Other Names: Dengue PCR Assay, Dengue DNA Test.
FDA Status: Laboratory-developed test (LDT), meeting virology standards for diagnostic accuracy.
Historical Milestone: Dengue PCR testing began in the 2000s with molecular diagnostics. Real-time PCR emerged in the 2010s, improving detection accuracy for active infections.
Purpose: Confirms active dengue infection, guides supportive care, and monitors viral DNA in patients with fever or joint pain.

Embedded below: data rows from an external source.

//! Debounced Commit Coordinator — C10. A single-writer serialization layer
//! that batches mutation notifications into atomic commit+rebase+push
//! sequences, with an adaptive debounce ceiling so an adversarially chatty
//! client can never starve the commit indefinitely.

use std::path::PathBuf;
use std::sync::{Arc, Mutex};
use std::time::{Duration, Instant};

use tokio::sync::Notify;
use tokio::task::JoinHandle;
use tracing::{error, info, warn};

use crate::subprocess::{self, VcsError};

const MAX_PENDING: usize = 1000;

struct PendingCommit {
    descriptions: Vec<String>,
    first_pending_at: Option<Instant>,
}

impl PendingCommit {
    fn new() -> Self {
        Self {
            descriptions: Vec::new(),
            first_pending_at: None,
        }
    }
}

pub struct CoordinatorConfig {
    pub vault_path: PathBuf,
    pub remote_url: String,
    pub remote_branch: String,
    pub user_name: String,
    pub user_email: String,
    pub debounce: Duration,
    pub secret_env_vars: Vec<String>,
}

/// Singleton coordinator. Construct once at startup, share behind an `Arc`.
pub struct DebouncedCommitCoordinator {
    config: CoordinatorConfig,
    pending: Mutex<PendingCommit>,
    /// Woken whenever `schedule` re-arms the timer, so the background loop
    /// recomputes its sleep instead of firing on the previous duration.
    rearm: Notify,
    in_progress: Mutex<bool>,
    timer_task: Mutex<Option<JoinHandle<()>>>,
}

impl DebouncedCommitCoordinator {
    pub fn new(config: CoordinatorConfig) -> Arc<Self> {
        Arc::new(Self {
            config,
            pending: Mutex::new(PendingCommit::new()),
            rearm: Notify::new(),
            in_progress: Mutex::new(false),
            timer_task: Mutex::new(None),
        })
    }

    /// Append `description` to the pending list (silently dropped at the
    /// 1000-entry cap — logged, not surfaced as an error since callers
    /// cannot meaningfully react), and (re)arm the debounce timer.
    pub fn schedule(self: &Arc<Self>, description: impl Into<String>) {
        let description = description.into();
        {
            let mut pending = self.pending.lock().unwrap_or_else(|e| e.into_inner());
            if pending.descriptions.len() >= MAX_PENDING {
                warn!("pending commit list at capacity ({MAX_PENDING}); dropping description");
                return;
            }
            pending.descriptions.push(description);
            if pending.first_pending_at.is_none() {
                pending.first_pending_at = Some(Instant::now());
            }
        }
        self.arm_timer();
    }

    /// `min(D, max(0, 3·D − (now − firstPendingAt)))` — the effective delay
    /// before the next timer fire, capping the wait on the *first* unflushed
    /// entry rather than resetting on every schedule call.
    fn effective_delay(&self) -> Duration {
        let pending = self.pending.lock().unwrap_or_else(|e| e.into_inner());
        let Some(first_pending_at) = pending.first_pending_at else {
            return self.config.debounce;
        };
        let ceiling = self.config.debounce.saturating_mul(3);
        let elapsed = first_pending_at.elapsed();
        let remaining_to_ceiling = ceiling.saturating_sub(elapsed);
        self.config.debounce.min(remaining_to_ceiling)
    }

    fn arm_timer(self: &Arc<Self>) {
        let mut task_slot = self.timer_task.lock().unwrap_or_else(|e| e.into_inner());
        if task_slot.is_some() {
            // A timer is already running; wake it so it recomputes the
            // (now-shorter) delay against the unchanged firstPendingAt.
            self.rearm.notify_one();
            return;
        }
        let coordinator = Arc::clone(self);
        *task_slot = Some(tokio::spawn(async move {
            loop {
                let delay = coordinator.effective_delay();
                tokio::select! {
                    _ = tokio::time::sleep(delay) => break,
                    _ = coordinator.rearm.notified() => continue,
                }
            }
            *coordinator.timer_task.lock().unwrap_or_else(|e| e.into_inner()) = None;
            coordinator.fire().await;
        }));
    }

    /// Timer fired: if a sequence is already running, no-op — that sequence
    /// will drain the newly-arrived descriptions on its own next iteration.
    async fn fire(self: &Arc<Self>) {
        {
            let mut in_progress = self.in_progress.lock().unwrap_or_else(|e| e.into_inner());
            if *in_progress {
                return;
            }
            *in_progress = true;
        }
        self.run_sequence().await;
        *self.in_progress.lock().unwrap_or_else(|e| e.into_inner()) = false;
    }

    /// Drains the pending list in a loop: splice everything out, run one
    /// commit+push sequence, then check again before returning (so anything
    /// scheduled mid-sequence is observed before the sequence ends).
    async fn run_sequence(&self) {
        loop {
            let batch = {
                let mut pending = self.pending.lock().unwrap_or_else(|e| e.into_inner());
                if pending.descriptions.is_empty() {
                    return;
                }
                let batch = std::mem::take(&mut pending.descriptions);
                pending.first_pending_at = None;
                batch
            };
            if let Err(e) = self.commit_and_push(&batch).await {
                error!(error = %e, "commit sequence failed; will retry on next schedule");
            }
        }
    }

    async fn commit_and_push(&self, descriptions: &[String]) -> Result<(), VcsError> {
        let secret_env_vars: Vec<&str> = self.config.secret_env_vars.iter().map(String::as_str).collect();

        subprocess::run(&["add", "."], &self.config.vault_path, &secret_env_vars).await?;

        let status = subprocess::run(
            &["status", "--porcelain"],
            &self.config.vault_path,
            &secret_env_vars,
        )
        .await?;
        if status.stdout.trim().is_empty() {
            return Ok(());
        }

        let message = build_commit_message(descriptions);
        let user_name_arg = format!("user.name={}", self.config.user_name);
        let user_email_arg = format!("user.email={}", self.config.user_email);
        subprocess::run(
            &[
                "-c",
                &user_name_arg,
                "-c",
                &user_email_arg,
                "commit",
                "-m",
                &message,
            ],
            &self.config.vault_path,
            &secret_env_vars,
        )
        .await?;

        // Idempotent: keeps "origin" pointed at the configured remote even if
        // the working tree was seeded without it (or with a stale URL).
        if subprocess::run(
            &["remote", "set-url", "origin", &self.config.remote_url],
            &self.config.vault_path,
            &secret_env_vars,
        )
        .await
        .is_err()
        {
            subprocess::run(
                &["remote", "add", "origin", &self.config.remote_url],
                &self.config.vault_path,
                &secret_env_vars,
            )
            .await?;
        }

        if let Err(e) = subprocess::run(
            &["pull", "--rebase", "origin", &self.config.remote_branch],
            &self.config.vault_path,
            &secret_env_vars,
        )
        .await
        {
            warn!(error = %e, "best-effort rebase-pull failed; proceeding to push anyway");
        }

        subprocess::run(
            &["push", "origin", &self.config.remote_branch],
            &self.config.vault_path,
            &secret_env_vars,
        )
        .await?;

        vaultgate_security::record_audit_event(&vaultgate_security::AuditEvent::CommitPushed {
            description_count: descriptions.len(),
        });
        info!(count = descriptions.len(), "committed and pushed vault changes");
        Ok(())
    }

    /// Cancel the timer, await any in-flight sequence, then if pending is
    /// non-empty run one more sequence synchronously. Used at shutdown.
    pub async fn flush(self: &Arc<Self>) {
        if let Some(task) = self.timer_task.lock().unwrap_or_else(|e| e.into_inner()).take() {
            task.abort();
        }
        while *self.in_progress.lock().unwrap_or_else(|e| e.into_inner()) {
            tokio::time::sleep(Duration::from_millis(10)).await;
        }
        self.run_sequence().await;
    }

    /// Test-only: cancel the timer and clear pending state.
    pub fn stop(&self) {
        if let Some(task) = self.timer_task.lock().unwrap_or_else(|e| e.into_inner()).take() {
            task.abort();
        }
        let mut pending = self.pending.lock().unwrap_or_else(|e| e.into_inner());
        pending.descriptions.clear();
        pending.first_pending_at = None;
    }

    #[cfg(test)]
    pub fn pending_count(&self) -> usize {
        self.pending.lock().unwrap().descriptions.len()
    }
}

fn build_commit_message(descriptions: &[String]) -> String {
    let raw = match descriptions {
        [single] => single.clone(),
        many => format!(
            "vault sync: {} operations - {}",
            many.len(),
            many.join(", ")
        ),
    };
    subprocess::sanitize_commit_message(&raw)
}

#[cfg(test)]
mod tests {
    use super::*;

    fn config() -> CoordinatorConfig {
        CoordinatorConfig {
            vault_path: std::env::temp_dir(),
            remote_url: "https://example.com/vault.git".into(),
            remote_branch: "main".into(),
            user_name: "vaultgate".into(),
            user_email: "vaultgate@example.com".into(),
            debounce: Duration::from_millis(50),
            secret_env_vars: vec![],
        }
    }

    #[test]
    fn single_description_used_verbatim() {
        assert_eq!(build_commit_message(&["update notes.md".into()]), "update notes.md");
    }

    #[test]
    fn multiple_descriptions_are_joined_with_a_prefix() {
        let message = build_commit_message(&["a".into(), "b".into()]);
        assert!(message.starts_with("vault sync: 2 operations"));
        assert!(message.contains("a, b"));
    }

    #[tokio::test]
    async fn commit_and_push_succeeds_without_an_ambient_git_identity() {
        // Simulates the containerized vault deployment, where the git
        // binary has no global user.name/user.email configured.
        let remote = tempfile::tempdir().unwrap();
        subprocess::run(&["init", "--bare"], remote.path(), &[]).await.unwrap();

        let working = tempfile::tempdir().unwrap();
        subprocess::run(&["init", "-b", "main"], working.path(), &[]).await.unwrap();
        std::fs::write(working.path().join("note.md"), "hello").unwrap();

        let mut cfg = config();
        cfg.vault_path = working.path().to_path_buf();
        cfg.remote_url = remote.path().to_string_lossy().to_string();
        let coordinator = DebouncedCommitCoordinator::new(cfg);
        coordinator.stop();

        coordinator
            .commit_and_push(&["initial vault sync".into()])
            .await
            .unwrap();

        let log = subprocess::run(
            &["log", "-1", "--format=%an <%ae>"],
            working.path(),
            &[],
        )
        .await
        .unwrap();
        assert_eq!(log.stdout.trim(), "vaultgate <vaultgate@example.com>");
    }

    #[tokio::test]
    async fn schedule_drops_beyond_capacity() {
        let coordinator = DebouncedCommitCoordinator::new(config());
        coordinator.stop();
        for i in 0..MAX_PENDING + 10 {
            let mut pending = coordinator.pending.lock().unwrap();
            if pending.descriptions.len() >= MAX_PENDING {
                break;
            }
            pending.descriptions.push(format!("op-{i}"));
        }
        assert_eq!(coordinator.pending_count(), MAX_PENDING);
    }

    #[test]
    fn effective_delay_never_exceeds_configured_debounce() {
        let coordinator = DebouncedCommitCoordinator::new(config());
        coordinator
            .pending
            .lock()
            .unwrap()
            .descriptions
            .push("x".into());
        coordinator.pending.lock().unwrap().first_pending_at = Some(Instant::now());
        assert!(coordinator.effective_delay() <= coordinator.config.debounce);
    }

    #[test]
    fn effective_delay_shrinks_toward_the_ceiling() {
        let mut cfg = config();
        cfg.debounce = Duration::from_secs(1);
        let coordinator = DebouncedCommitCoordinator::new(cfg);
        let long_ago = Instant::now() - Duration::from_millis(2900);
        coordinator.pending.lock().unwrap().first_pending_at = Some(long_ago);
        let delay = coordinator.effective_delay();
        assert!(delay <= Duration::from_millis(150));
    }

    #[test]
    fn stop_clears_pending_state() {
        let coordinator = DebouncedCommitCoordinator::new(config());
        coordinator.schedule_for_test("a");
        coordinator.stop();
        assert_eq!(coordinator.pending_count(), 0);
    }

    impl DebouncedCommitCoordinator {
        fn schedule_for_test(&self, description: &str) {
            let mut pending = self.pending.lock().unwrap();
            pending.descriptions.push(description.to_string());
            pending.first_pending_at.get_or_insert(Instant::now());
        }
    }
}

Test Parameters: 1. Dengue Virus DNA
Pretest Condition: No fasting required. Collect whole blood, serum, plasma, or saliva at any time. Report symptoms like fever or joint pain, and list recent travel to dengue-endemic areas.
Specimen: 2-5 mL whole blood (EDTA), 2-5 mL serum (SST), 2-4 mL plasma (EDTA), or 1-2 mL saliva (sterile container). Transport in a biohazard bag within 24 hours.
Sample Stability at Room Temperature: 24 hours
Sample Stability at Refrigeration: 48 hours
Sample Stability at Frozen: Not frozen
Medical History: Document fever, joint pain, or travel to dengue-endemic areas. Include current medications, especially antipyretics.
Consent: Written consent required, detailing the tests purpose, diagnostic implications, and potential need for supportive care.
Procedural Considerations: Uses real-time PCR to detect dengue virus DNA. Results are available in 3-5 days, supporting clinical decisions.
Factors Affecting Result Accuracy: Low viral load or improper storage can cause false negatives. Contamination may cause false positives.
Clinical Significance: Positive DNA results confirm active dengue infection, prompting supportive care. Negative results may require NS1 or IgM testing.
Specialist Consultation: Consult an infectious disease specialist for result interpretation.
Additional Supporting Tests: Dengue NS1 antigen, IgM/IgG, or complete blood count to confirm infection or assess complications.
Test Limitations: False negatives may occur with low viral load. Results require clinical correlation.
References: WHO Dengue Guidelines, 2023; Clinical Infectious Diseases, Guzman MG, 2022.